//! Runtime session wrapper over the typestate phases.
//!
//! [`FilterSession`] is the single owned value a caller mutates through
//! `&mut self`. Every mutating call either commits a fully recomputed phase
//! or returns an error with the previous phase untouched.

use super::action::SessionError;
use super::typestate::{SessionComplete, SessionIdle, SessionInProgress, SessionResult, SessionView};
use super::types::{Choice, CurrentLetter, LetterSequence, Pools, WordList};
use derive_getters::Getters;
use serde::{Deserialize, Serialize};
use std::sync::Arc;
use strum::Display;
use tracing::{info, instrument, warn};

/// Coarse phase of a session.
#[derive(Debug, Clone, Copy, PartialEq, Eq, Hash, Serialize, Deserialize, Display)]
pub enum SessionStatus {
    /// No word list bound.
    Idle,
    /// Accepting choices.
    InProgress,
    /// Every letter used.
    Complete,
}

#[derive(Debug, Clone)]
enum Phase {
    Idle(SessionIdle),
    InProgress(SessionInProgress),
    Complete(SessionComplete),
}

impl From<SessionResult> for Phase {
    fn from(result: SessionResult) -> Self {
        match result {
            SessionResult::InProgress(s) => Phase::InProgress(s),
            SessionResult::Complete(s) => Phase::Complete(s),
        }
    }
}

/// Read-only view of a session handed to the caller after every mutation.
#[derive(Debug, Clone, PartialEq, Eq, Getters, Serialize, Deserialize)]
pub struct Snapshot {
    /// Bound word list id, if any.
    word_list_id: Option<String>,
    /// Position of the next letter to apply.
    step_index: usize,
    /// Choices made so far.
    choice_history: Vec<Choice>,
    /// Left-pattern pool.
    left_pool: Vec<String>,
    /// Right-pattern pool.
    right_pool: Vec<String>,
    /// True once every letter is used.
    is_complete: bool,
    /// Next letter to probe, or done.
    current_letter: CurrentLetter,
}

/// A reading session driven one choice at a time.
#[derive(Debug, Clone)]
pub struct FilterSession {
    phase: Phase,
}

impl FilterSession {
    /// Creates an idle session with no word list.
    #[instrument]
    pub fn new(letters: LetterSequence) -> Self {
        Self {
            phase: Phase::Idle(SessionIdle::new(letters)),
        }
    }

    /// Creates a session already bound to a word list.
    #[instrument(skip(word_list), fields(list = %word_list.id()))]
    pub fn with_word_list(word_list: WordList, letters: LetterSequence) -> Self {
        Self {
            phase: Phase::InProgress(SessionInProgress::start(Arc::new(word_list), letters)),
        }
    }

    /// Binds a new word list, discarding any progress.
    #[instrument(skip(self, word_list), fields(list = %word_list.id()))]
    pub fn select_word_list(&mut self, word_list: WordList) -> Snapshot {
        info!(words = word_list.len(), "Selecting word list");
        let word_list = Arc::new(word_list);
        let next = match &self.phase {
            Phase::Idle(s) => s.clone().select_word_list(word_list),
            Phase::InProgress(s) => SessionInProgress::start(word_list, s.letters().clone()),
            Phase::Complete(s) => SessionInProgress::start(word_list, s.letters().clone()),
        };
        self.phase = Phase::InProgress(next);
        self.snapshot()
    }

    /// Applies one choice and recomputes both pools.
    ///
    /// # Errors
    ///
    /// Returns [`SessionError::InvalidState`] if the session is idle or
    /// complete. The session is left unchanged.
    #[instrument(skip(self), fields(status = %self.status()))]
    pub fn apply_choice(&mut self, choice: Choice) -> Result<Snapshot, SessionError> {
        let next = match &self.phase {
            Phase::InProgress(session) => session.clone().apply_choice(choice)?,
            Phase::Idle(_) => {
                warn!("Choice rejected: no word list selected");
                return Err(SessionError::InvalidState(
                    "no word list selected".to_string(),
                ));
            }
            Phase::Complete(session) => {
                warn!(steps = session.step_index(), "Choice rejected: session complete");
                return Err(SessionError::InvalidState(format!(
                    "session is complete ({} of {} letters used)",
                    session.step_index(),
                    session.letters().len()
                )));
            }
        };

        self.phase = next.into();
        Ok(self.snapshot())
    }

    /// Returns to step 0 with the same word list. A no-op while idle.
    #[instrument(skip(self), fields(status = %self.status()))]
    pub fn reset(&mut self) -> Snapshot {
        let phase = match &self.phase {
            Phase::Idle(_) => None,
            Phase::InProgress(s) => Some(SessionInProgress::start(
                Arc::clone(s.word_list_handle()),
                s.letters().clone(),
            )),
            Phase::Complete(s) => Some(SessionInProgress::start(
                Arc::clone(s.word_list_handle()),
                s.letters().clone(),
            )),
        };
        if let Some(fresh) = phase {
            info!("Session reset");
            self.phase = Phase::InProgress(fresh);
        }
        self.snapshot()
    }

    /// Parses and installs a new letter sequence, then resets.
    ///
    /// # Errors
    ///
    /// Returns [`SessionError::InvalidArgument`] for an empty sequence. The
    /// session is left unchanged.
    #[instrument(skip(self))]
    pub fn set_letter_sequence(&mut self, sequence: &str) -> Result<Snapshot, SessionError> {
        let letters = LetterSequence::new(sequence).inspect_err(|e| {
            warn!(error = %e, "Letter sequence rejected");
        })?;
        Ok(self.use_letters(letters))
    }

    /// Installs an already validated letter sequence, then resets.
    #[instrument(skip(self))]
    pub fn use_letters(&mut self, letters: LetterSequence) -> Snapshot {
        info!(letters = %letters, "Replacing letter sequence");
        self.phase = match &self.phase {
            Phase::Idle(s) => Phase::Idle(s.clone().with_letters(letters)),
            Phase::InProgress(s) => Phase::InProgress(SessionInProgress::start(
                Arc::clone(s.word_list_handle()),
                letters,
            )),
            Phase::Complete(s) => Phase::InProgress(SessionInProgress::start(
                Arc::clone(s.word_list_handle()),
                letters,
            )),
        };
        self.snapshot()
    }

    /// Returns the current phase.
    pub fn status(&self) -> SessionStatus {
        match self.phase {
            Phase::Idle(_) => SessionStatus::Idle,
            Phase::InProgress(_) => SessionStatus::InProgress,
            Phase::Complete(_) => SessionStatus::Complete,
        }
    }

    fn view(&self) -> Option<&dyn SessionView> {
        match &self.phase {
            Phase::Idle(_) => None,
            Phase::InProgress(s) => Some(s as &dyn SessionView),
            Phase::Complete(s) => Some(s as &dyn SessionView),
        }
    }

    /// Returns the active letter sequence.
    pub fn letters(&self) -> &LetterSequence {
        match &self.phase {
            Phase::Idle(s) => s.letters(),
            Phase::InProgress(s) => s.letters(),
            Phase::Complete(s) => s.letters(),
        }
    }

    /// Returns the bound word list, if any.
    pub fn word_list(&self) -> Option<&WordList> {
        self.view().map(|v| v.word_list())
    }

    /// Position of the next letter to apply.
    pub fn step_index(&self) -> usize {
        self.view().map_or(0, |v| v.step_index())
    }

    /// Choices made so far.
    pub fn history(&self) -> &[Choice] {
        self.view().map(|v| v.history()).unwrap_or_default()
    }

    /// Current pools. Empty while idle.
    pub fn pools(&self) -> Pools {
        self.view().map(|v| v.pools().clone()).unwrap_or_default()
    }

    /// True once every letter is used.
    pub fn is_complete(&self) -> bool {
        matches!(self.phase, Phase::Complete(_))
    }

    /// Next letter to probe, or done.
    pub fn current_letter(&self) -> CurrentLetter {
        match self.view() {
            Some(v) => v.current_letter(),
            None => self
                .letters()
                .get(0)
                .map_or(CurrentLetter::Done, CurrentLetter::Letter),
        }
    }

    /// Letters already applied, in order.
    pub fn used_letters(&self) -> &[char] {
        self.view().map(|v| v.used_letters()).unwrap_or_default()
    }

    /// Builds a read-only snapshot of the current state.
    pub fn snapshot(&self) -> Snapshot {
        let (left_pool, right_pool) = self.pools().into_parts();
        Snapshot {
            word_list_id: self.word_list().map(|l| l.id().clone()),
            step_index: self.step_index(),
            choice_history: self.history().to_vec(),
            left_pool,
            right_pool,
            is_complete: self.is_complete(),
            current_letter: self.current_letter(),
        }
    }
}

* * *

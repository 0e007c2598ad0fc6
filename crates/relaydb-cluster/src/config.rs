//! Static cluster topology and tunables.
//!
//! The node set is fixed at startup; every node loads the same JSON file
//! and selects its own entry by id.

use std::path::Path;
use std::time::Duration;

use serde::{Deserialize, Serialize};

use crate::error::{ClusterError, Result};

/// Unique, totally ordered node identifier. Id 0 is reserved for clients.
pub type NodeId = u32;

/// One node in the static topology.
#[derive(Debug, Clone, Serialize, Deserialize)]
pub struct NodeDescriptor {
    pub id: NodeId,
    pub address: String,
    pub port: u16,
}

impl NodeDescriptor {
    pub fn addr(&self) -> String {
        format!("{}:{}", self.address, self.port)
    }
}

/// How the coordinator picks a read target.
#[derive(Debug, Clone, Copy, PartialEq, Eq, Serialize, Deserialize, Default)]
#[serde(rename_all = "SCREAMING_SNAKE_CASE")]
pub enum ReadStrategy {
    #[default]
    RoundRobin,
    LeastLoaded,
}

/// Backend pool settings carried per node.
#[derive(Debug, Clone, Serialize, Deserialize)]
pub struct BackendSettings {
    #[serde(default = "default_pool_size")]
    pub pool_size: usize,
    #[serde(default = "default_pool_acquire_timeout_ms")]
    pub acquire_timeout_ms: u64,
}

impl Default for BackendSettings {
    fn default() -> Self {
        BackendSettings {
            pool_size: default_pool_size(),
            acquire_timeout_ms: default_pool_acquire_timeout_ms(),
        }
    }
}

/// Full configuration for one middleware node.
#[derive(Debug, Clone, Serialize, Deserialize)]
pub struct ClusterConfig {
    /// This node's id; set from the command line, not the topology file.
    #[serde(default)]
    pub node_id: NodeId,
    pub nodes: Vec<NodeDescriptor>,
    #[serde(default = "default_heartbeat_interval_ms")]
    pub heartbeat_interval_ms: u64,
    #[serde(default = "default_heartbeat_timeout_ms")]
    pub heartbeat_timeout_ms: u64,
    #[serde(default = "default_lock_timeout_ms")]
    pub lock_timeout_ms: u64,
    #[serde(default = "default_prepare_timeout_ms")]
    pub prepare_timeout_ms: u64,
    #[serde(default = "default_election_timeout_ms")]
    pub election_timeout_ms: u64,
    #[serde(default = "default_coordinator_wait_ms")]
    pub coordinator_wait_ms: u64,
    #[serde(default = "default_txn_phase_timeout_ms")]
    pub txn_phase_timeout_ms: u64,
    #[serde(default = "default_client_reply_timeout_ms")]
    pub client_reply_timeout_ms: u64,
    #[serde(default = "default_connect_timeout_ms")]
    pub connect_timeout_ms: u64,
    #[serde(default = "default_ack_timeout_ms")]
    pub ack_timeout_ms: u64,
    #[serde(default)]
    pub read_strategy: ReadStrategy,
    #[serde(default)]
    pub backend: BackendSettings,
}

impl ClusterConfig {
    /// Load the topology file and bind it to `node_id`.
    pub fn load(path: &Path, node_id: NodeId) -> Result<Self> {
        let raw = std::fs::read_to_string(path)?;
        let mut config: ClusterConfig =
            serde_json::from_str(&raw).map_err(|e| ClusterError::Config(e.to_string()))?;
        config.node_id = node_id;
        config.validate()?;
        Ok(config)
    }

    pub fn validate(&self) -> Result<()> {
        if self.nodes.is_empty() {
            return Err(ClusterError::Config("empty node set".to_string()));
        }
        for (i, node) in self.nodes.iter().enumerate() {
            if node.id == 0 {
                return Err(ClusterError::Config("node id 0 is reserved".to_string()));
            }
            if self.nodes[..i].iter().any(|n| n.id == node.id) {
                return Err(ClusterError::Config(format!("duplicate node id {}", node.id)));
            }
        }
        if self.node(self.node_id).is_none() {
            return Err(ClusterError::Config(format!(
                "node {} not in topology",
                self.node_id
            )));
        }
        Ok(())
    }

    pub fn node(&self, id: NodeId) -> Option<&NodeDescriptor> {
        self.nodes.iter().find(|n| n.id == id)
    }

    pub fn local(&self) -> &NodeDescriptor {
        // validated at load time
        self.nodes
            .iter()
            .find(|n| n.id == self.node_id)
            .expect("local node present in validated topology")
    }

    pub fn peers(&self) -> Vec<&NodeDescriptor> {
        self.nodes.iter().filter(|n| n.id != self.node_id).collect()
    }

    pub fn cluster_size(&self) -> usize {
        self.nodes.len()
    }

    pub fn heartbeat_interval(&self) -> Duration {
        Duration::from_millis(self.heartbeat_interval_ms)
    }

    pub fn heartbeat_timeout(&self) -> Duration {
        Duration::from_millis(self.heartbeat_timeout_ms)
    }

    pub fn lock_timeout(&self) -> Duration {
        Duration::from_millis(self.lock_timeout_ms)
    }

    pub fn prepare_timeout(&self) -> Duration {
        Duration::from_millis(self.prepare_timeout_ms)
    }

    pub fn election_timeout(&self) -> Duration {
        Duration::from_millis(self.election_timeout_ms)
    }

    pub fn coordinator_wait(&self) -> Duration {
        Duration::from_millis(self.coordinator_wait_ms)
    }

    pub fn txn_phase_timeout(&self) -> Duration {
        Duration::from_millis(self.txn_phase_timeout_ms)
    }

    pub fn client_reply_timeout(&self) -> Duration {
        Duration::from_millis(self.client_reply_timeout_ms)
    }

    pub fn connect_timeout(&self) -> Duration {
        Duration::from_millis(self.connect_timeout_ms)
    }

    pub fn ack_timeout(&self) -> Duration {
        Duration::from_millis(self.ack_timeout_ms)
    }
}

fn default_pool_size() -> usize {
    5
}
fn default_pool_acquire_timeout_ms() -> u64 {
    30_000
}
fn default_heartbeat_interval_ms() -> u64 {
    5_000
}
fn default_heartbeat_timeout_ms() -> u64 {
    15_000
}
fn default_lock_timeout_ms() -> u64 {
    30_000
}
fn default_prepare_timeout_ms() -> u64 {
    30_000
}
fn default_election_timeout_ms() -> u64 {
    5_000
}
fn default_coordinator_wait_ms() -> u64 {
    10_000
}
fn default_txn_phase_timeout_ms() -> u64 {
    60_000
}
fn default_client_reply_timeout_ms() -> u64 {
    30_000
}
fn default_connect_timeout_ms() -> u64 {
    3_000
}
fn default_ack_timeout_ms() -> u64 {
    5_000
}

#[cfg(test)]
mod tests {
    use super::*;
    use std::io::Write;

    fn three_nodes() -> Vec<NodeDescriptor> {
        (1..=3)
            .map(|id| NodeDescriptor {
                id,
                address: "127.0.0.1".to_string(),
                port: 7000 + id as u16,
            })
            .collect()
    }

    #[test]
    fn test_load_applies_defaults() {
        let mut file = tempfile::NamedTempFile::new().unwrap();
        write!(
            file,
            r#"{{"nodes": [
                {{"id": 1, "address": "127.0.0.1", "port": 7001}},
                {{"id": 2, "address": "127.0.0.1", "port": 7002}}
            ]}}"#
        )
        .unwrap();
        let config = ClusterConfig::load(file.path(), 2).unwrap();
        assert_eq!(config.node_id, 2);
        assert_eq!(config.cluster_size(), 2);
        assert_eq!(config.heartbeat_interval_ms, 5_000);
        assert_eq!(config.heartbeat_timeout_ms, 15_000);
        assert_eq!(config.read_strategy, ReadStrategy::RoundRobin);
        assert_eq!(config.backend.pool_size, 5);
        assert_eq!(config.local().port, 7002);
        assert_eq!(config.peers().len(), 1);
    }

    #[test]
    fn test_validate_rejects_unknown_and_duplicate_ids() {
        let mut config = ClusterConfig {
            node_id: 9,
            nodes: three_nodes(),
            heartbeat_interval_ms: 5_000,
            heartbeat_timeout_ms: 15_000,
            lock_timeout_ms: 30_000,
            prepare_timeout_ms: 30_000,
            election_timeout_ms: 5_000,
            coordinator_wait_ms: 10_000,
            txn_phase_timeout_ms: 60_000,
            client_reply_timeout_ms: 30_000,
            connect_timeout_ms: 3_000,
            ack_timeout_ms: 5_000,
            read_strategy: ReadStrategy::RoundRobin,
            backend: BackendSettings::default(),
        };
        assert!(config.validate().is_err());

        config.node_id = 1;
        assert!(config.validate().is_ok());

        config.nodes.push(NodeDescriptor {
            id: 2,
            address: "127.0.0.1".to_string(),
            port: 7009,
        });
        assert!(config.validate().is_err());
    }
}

◆ **Exercise instructions**
Sift through the entries and copy every line with "find".

◆ **Answer below**
        self.nodes.iter().find(|n| n.id == id)
            .find(|n| n.id == self.node_id)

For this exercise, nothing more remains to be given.